• **WHAT YOU SHOULD DO**:
Note each line in the data below that holds "normalized", and copy it.

[Stored data entries]
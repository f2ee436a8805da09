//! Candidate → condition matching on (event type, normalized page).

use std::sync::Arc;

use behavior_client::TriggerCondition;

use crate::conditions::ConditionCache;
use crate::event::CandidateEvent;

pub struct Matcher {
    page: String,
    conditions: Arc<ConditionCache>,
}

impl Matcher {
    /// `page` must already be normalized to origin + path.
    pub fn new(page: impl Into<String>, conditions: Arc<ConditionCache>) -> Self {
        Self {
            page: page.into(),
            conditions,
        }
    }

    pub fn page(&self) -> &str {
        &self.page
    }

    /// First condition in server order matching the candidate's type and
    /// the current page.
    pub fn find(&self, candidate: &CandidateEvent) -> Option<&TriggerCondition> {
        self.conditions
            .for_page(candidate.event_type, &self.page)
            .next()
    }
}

• **WRITTEN RESPONSE**:
//! Candidate → condition matching on (event type, normalized page).
    /// `page` must already be normalized to origin + path.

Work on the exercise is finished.